Below are some entries. Reproduce them word for word.

(Saved data entries)
Start of Block
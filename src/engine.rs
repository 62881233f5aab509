//! Order engine facade: the collaborators plus shared plumbing for
//! checkout and the order lifecycle.

use std::future::Future;
use std::sync::Arc;
use std::time::Duration;
use tracing::warn;

use crate::domain::events::OrderEvent;
use crate::error::{OrderError, Result};
use crate::ports::{CartService, Catalog, DeliveryDirectory, EventPublisher, OrderStore, StoreTx};
use crate::publisher::NoopEventPublisher;

#[derive(Clone, Debug, PartialEq, Eq)]
pub struct EngineSettings {
    /// Deadline for the part of an operation that runs before commit
    pub request_timeout: Duration,
    pub max_lines_per_order: usize,
}

impl Default for EngineSettings {
    fn default() -> Self { Self { request_timeout: Duration::from_secs(10), max_lines_per_order: 1000 } }
}

#[derive(Clone)]
pub struct OrderEngine {
    pub(crate) store: Arc<dyn OrderStore>,
    pub(crate) carts: Arc<dyn CartService>,
    pub(crate) catalog: Arc<dyn Catalog>,
    pub(crate) delivery: Arc<dyn DeliveryDirectory>,
    pub(crate) events: Arc<dyn EventPublisher>,
    pub(crate) settings: EngineSettings,
}

impl OrderEngine {
    pub fn new(store: Arc<dyn OrderStore>, carts: Arc<dyn CartService>, catalog: Arc<dyn Catalog>, delivery: Arc<dyn DeliveryDirectory>) -> Self {
        Self { store, carts, catalog, delivery, events: Arc::new(NoopEventPublisher), settings: EngineSettings::default() }
    }

    pub fn with_events(mut self, events: Arc<dyn EventPublisher>) -> Self { self.events = events; self }
    pub fn with_settings(mut self, settings: EngineSettings) -> Self { self.settings = settings; self }
    pub fn settings(&self) -> &EngineSettings { &self.settings }

    /// Runs `fut` under the request deadline. Expiry drops the future, which
    /// rolls back any transaction it holds. Commits belong outside: see `Staged`.
    pub(crate) async fn within_deadline<T>(&self, fut: impl Future<Output = Result<T>>) -> Result<T> {
        tokio::time::timeout(self.settings.request_timeout, fut).await.map_err(|_| OrderError::Cancelled)?
    }

    pub(crate) async fn publish(&self, event: OrderEvent) {
        if let Err(e) = self.events.publish(&event).await {
            warn!(order_id = %event.order_id(), subject = event.subject(), error = %e, "failed to publish order event");
        }
    }
}

/// An open transaction with the outcome of the work done in it, returned from
/// the timed section so that `finish` runs after the deadline
pub(crate) type Staged<T> = (Box<dyn StoreTx>, Result<T>);

/// Commits on success, rolls back otherwise
pub(crate) async fn finish<T>(tx: Box<dyn StoreTx>, outcome: Result<T>) -> Result<T> {
    match outcome {
        Ok(value) => {
            tx.commit().await?;
            Ok(value)
        }
        Err(e) => {
            if let Err(rollback) = tx.rollback().await {
                warn!(error = %rollback, "transaction rollback failed");
            }
            Err(e)
        }
    }
}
End of Block
*TASK RESULT*:
filename src/engine.rs
repository 62881233f5aab509
//! Order engine facade: the collaborators plus shared plumbing for
//! checkout and the order lifecycle.

use std::future::Future;
use std::sync::Arc;
use std::time::Duration;
use tracing::warn;

use crate::domain::events::OrderEvent;
use crate::error::{OrderError, Result};
use crate::ports::{CartService, Catalog, DeliveryDirectory, EventPublisher, OrderStore, StoreTx};
use crate::publisher::NoopEventPublisher;

#[derive(Clone, Debug, PartialEq, Eq)]
pub struct EngineSettings {
    /// Deadline for the part of an operation that runs before commit
    pub request_timeout: Duration,
    pub max_lines_per_order: usize,
}

impl Default for EngineSettings {
    fn default() -> Self { Self { request_timeout: Duration::from_secs(10), max_lines_per_order: 1000 } }
}

#[derive(Clone)]
pub struct OrderEngine {
    pub(crate) store: Arc<dyn OrderStore>,
    pub(crate) carts: Arc<dyn CartService>,
    pub(crate) catalog: Arc<dyn Catalog>,
    pub(crate) delivery: Arc<dyn DeliveryDirectory>,
    pub(crate) events: Arc<dyn EventPublisher>,
    pub(crate) settings: EngineSettings,
}

impl OrderEngine {
    pub fn new(store: Arc<dyn OrderStore>, carts: Arc<dyn CartService>, catalog: Arc<dyn Catalog>, delivery: Arc<dyn DeliveryDirectory>) -> Self {
        Self { store, carts, catalog, delivery, events: Arc::new(NoopEventPublisher), settings: EngineSettings::default() }
    }

    pub fn with_events(mut self, events: Arc<dyn EventPublisher>) -> Self { self.events = events; self }
    pub fn with_settings(mut self, settings: EngineSettings) -> Self { self.settings = settings; self }
    pub fn settings(&self) -> &EngineSettings { &self.settings }

    /// Runs `fut` under the request deadline. Expiry drops the future, which
    /// rolls back any transaction it holds. Commits belong outside: see `Staged`.
    pub(crate) async fn within_deadline<T>(&self, fut: impl Future<Output = Result<T>>) -> Result<T> {
        tokio::time::timeout(self.settings.request_timeout, fut).await.map_err(|_| OrderError::Cancelled)?
    }

    pub(crate) async fn publish(&self, event: OrderEvent) {
        if let Err(e) = self.events.publish(&event).await {
            warn!(order_id = %event.order_id(), subject = event.subject(), error = %e, "failed to publish order event");
        }
    }
}

/// An open transaction with the outcome of the work done in it, returned from
/// the timed section so that `finish` runs after the deadline
pub(crate) type Staged<T> = (Box<dyn StoreTx>, Result<T>);

/// Commits on success, rolls back otherwise
pub(crate) async fn finish<T>(tx: Box<dyn StoreTx>, outcome: Result<T>) -> Result<T> {
    match outcome {
        Ok(value) => {
            tx.commit().await?;
            Ok(value)
        }
        Err(e) => {
            if let Err(rollback) = tx.rollback().await {
                warn!(error = %rollback, "transaction rollback failed");
            }
            Err(e)
        }
    }
}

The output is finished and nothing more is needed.